Description of the task: All of the data needs to be reproduced with no alterations.
(Information provided)
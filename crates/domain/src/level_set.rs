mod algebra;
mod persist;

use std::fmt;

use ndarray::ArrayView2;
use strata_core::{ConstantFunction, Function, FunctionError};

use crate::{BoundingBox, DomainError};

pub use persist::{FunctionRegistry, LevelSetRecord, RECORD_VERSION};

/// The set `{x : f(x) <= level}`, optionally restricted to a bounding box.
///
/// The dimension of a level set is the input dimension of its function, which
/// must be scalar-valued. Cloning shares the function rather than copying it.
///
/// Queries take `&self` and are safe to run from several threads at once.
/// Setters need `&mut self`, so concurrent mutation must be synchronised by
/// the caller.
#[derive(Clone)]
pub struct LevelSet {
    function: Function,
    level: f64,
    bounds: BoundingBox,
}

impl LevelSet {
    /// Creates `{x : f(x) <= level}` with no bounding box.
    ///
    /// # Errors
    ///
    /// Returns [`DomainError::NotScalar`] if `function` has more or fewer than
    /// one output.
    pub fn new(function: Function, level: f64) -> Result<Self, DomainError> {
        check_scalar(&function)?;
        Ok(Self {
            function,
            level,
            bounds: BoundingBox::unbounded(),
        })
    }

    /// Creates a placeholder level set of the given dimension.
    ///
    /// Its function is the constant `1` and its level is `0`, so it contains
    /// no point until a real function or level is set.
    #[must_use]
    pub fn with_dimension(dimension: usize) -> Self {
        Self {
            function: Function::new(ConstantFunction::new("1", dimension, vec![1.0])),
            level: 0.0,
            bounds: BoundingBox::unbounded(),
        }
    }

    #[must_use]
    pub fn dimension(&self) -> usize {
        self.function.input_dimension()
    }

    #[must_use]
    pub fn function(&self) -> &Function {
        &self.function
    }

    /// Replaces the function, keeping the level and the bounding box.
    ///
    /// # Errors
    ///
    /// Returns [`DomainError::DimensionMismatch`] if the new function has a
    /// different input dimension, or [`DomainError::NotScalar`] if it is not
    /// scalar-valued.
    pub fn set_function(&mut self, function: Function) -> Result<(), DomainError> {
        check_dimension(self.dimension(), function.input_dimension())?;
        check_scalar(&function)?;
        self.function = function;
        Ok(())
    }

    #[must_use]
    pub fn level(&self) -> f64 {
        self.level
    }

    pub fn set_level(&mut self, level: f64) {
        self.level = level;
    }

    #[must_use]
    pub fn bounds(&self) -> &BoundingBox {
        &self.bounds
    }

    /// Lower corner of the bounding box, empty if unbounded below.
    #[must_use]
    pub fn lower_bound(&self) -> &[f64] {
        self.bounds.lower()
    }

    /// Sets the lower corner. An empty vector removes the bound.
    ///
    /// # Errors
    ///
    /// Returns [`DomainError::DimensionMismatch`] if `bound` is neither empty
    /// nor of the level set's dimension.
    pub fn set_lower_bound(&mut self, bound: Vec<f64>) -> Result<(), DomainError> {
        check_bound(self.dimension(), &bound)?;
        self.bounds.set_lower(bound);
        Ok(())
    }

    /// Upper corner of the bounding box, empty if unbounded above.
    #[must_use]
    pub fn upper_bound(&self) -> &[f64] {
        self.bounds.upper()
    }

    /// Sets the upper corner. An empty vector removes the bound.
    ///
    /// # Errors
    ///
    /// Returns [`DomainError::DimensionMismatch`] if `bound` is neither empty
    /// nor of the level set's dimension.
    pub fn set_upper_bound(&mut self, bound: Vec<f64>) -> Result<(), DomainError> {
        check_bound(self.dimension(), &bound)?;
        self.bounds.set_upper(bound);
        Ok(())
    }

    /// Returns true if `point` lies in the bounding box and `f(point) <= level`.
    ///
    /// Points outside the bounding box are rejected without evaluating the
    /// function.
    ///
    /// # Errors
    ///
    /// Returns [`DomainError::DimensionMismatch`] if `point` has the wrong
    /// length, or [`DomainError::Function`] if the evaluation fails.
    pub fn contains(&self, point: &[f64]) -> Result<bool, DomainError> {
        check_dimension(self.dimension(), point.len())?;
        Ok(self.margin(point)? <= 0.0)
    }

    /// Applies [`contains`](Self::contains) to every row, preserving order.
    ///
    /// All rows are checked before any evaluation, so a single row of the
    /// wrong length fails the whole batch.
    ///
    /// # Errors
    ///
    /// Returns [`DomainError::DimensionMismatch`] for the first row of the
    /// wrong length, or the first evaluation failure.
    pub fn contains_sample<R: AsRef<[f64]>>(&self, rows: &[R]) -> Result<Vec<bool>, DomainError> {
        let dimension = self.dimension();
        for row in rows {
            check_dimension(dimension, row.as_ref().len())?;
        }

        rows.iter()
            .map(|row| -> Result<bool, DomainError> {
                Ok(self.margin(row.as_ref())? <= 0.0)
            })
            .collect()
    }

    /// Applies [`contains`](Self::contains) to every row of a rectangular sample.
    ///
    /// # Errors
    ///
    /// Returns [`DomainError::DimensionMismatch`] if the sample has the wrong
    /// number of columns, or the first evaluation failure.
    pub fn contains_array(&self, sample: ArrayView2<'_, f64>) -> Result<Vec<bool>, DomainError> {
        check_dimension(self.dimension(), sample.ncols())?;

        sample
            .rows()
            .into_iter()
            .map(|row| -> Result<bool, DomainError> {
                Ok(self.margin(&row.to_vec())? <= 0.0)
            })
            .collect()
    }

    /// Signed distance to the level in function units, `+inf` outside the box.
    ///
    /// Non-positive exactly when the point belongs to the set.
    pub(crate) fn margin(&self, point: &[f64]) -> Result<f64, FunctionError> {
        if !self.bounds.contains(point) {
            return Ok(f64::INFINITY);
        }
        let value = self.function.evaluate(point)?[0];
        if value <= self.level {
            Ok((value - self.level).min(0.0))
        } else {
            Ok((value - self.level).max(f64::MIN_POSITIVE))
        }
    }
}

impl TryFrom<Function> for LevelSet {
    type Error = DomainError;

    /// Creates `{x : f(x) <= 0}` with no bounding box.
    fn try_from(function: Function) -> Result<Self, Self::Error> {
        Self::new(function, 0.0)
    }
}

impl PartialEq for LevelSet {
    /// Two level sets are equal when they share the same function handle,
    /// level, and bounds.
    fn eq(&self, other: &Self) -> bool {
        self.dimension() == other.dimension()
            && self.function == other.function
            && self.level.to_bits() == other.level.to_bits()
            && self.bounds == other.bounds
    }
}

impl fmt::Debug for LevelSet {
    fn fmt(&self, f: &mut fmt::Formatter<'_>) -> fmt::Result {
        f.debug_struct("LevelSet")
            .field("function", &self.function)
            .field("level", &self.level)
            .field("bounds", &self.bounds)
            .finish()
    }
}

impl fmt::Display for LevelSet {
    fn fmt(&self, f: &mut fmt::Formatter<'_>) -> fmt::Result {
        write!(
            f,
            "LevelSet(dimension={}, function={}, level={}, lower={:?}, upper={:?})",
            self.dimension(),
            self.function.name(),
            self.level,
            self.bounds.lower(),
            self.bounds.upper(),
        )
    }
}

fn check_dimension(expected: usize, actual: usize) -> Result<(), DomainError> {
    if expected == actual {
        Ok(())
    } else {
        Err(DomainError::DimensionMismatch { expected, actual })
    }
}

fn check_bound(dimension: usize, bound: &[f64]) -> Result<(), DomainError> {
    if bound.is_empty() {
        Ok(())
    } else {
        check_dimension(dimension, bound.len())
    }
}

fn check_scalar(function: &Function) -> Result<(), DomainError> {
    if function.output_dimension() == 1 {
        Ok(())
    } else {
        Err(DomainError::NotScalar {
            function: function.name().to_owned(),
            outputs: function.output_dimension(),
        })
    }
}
(End Information provided)
Solution for this task:
filename crates/domain/src/level_set.rs
mod algebra;
mod persist;

use std::fmt;

use ndarray::ArrayView2;
use strata_core::{ConstantFunction, Function, FunctionError};

use crate::{BoundingBox, DomainError};

pub use persist::{FunctionRegistry, LevelSetRecord, RECORD_VERSION};

/// The set `{x : f(x) <= level}`, optionally restricted to a bounding box.
///
/// The dimension of a level set is the input dimension of its function, which
/// must be scalar-valued. Cloning shares the function rather than copying it.
///
/// Queries take `&self` and are safe to run from several threads at once.
/// Setters need `&mut self`, so concurrent mutation must be synchronised by
/// the caller.
#[derive(Clone)]
pub struct LevelSet {
    function: Function,
    level: f64,
    bounds: BoundingBox,
}

impl LevelSet {
    /// Creates `{x : f(x) <= level}` with no bounding box.
    ///
    /// # Errors
    ///
    /// Returns [`DomainError::NotScalar`] if `function` has more or fewer than
    /// one output.
    pub fn new(function: Function, level: f64) -> Result<Self, DomainError> {
        check_scalar(&function)?;
        Ok(Self {
            function,
            level,
            bounds: BoundingBox::unbounded(),
        })
    }

    /// Creates a placeholder level set of the given dimension.
    ///
    /// Its function is the constant `1` and its level is `0`, so it contains
    /// no point until a real function or level is set.
    #[must_use]
    pub fn with_dimension(dimension: usize) -> Self {
        Self {
            function: Function::new(ConstantFunction::new("1", dimension, vec![1.0])),
            level: 0.0,
            bounds: BoundingBox::unbounded(),
        }
    }

    #[must_use]
    pub fn dimension(&self) -> usize {
        self.function.input_dimension()
    }

    #[must_use]
    pub fn function(&self) -> &Function {
        &self.function
    }

    /// Replaces the function, keeping the level and the bounding box.
    ///
    /// # Errors
    ///
    /// Returns [`DomainError::DimensionMismatch`] if the new function has a
    /// different input dimension, or [`DomainError::NotScalar`] if it is not
    /// scalar-valued.
    pub fn set_function(&mut self, function: Function) -> Result<(), DomainError> {
        check_dimension(self.dimension(), function.input_dimension())?;
        check_scalar(&function)?;
        self.function = function;
        Ok(())
    }

    #[must_use]
    pub fn level(&self) -> f64 {
        self.level
    }

    pub fn set_level(&mut self, level: f64) {
        self.level = level;
    }

    #[must_use]
    pub fn bounds(&self) -> &BoundingBox {
        &self.bounds
    }

    /// Lower corner of the bounding box, empty if unbounded below.
    #[must_use]
    pub fn lower_bound(&self) -> &[f64] {
        self.bounds.lower()
    }

    /// Sets the lower corner. An empty vector removes the bound.
    ///
    /// # Errors
    ///
    /// Returns [`DomainError::DimensionMismatch`] if `bound` is neither empty
    /// nor of the level set's dimension.
    pub fn set_lower_bound(&mut self, bound: Vec<f64>) -> Result<(), DomainError> {
        check_bound(self.dimension(), &bound)?;
        self.bounds.set_lower(bound);
        Ok(())
    }

    /// Upper corner of the bounding box, empty if unbounded above.
    #[must_use]
    pub fn upper_bound(&self) -> &[f64] {
        self.bounds.upper()
    }

    /// Sets the upper corner. An empty vector removes the bound.
    ///
    /// # Errors
    ///
    /// Returns [`DomainError::DimensionMismatch`] if `bound` is neither empty
    /// nor of the level set's dimension.
    pub fn set_upper_bound(&mut self, bound: Vec<f64>) -> Result<(), DomainError> {
        check_bound(self.dimension(), &bound)?;
        self.bounds.set_upper(bound);
        Ok(())
    }

    /// Returns true if `point` lies in the bounding box and `f(point) <= level`.
    ///
    /// Points outside the bounding box are rejected without evaluating the
    /// function.
    ///
    /// # Errors
    ///
    /// Returns [`DomainError::DimensionMismatch`] if `point` has the wrong
    /// length, or [`DomainError::Function`] if the evaluation fails.
    pub fn contains(&self, point: &[f64]) -> Result<bool, DomainError> {
        check_dimension(self.dimension(), point.len())?;
        Ok(self.margin(point)? <= 0.0)
    }

    /// Applies [`contains`](Self::contains) to every row, preserving order.
    ///
    /// All rows are checked before any evaluation, so a single row of the
    /// wrong length fails the whole batch.
    ///
    /// # Errors
    ///
    /// Returns [`DomainError::DimensionMismatch`] for the first row of the
    /// wrong length, or the first evaluation failure.
    pub fn contains_sample<R: AsRef<[f64]>>(&self, rows: &[R]) -> Result<Vec<bool>, DomainError> {
        let dimension = self.dimension();
        for row in rows {
            check_dimension(dimension, row.as_ref().len())?;
        }

        rows.iter()
            .map(|row| -> Result<bool, DomainError> {
                Ok(self.margin(row.as_ref())? <= 0.0)
            })
            .collect()
    }

    /// Applies [`contains`](Self::contains) to every row of a rectangular sample.
    ///
    /// # Errors
    ///
    /// Returns [`DomainError::DimensionMismatch`] if the sample has the wrong
    /// number of columns, or the first evaluation failure.
    pub fn contains_array(&self, sample: ArrayView2<'_, f64>) -> Result<Vec<bool>, DomainError> {
        check_dimension(self.dimension(), sample.ncols())?;

        sample
            .rows()
            .into_iter()
            .map(|row| -> Result<bool, DomainError> {
                Ok(self.margin(&row.to_vec())? <= 0.0)
            })
            .collect()
    }

    /// Signed distance to the level in function units, `+inf` outside the box.
    ///
    /// Non-positive exactly when the point belongs to the set.
    pub(crate) fn margin(&self, point: &[f64]) -> Result<f64, FunctionError> {
        if !self.bounds.contains(point) {
            return Ok(f64::INFINITY);
        }
        let value = self.function.evaluate(point)?[0];
        if value <= self.level {
            Ok((value - self.level).min(0.0))
        } else {
            Ok((value - self.level).max(f64::MIN_POSITIVE))
        }
    }
}

impl TryFrom<Function> for LevelSet {
    type Error = DomainError;

    /// Creates `{x : f(x) <= 0}` with no bounding box.
    fn try_from(function: Function) -> Result<Self, Self::Error> {
        Self::new(function, 0.0)
    }
}

impl PartialEq for LevelSet {
    /// Two level sets are equal when they share the same function handle,
    /// level, and bounds.
    fn eq(&self, other: &Self) -> bool {
        self.dimension() == other.dimension()
            && self.function == other.function
            && self.level.to_bits() == other.level.to_bits()
            && self.bounds == other.bounds
    }
}

impl fmt::Debug for LevelSet {
    fn fmt(&self, f: &mut fmt::Formatter<'_>) -> fmt::Result {
        f.debug_struct("LevelSet")
            .field("function", &self.function)
            .field("level", &self.level)
            .field("bounds", &self.bounds)
            .finish()
    }
}

impl fmt::Display for LevelSet {
    fn fmt(&self, f: &mut fmt::Formatter<'_>) -> fmt::Result {
        write!(
            f,
            "LevelSet(dimension={}, function={}, level={}, lower={:?}, upper={:?})",
            self.dimension(),
            self.function.name(),
            self.level,
            self.bounds.lower(),
            self.bounds.upper(),
        )
    }
}

fn check_dimension(expected: usize, actual: usize) -> Result<(), DomainError> {
    if expected == actual {
        Ok(())
    } else {
        Err(DomainError::DimensionMismatch { expected, actual })
    }
}

fn check_bound(dimension: usize, bound: &[f64]) -> Result<(), DomainError> {
    if bound.is_empty() {
        Ok(())
    } else {
        check_dimension(dimension, bound.len())
    }
}

fn check_scalar(function: &Function) -> Result<(), DomainError> {
    if function.output_dimension() == 1 {
        Ok(())
    } else {
        Err(DomainError::NotScalar {
            function: function.name().to_owned(),
            outputs: function.output_dimension(),
        })
    }
}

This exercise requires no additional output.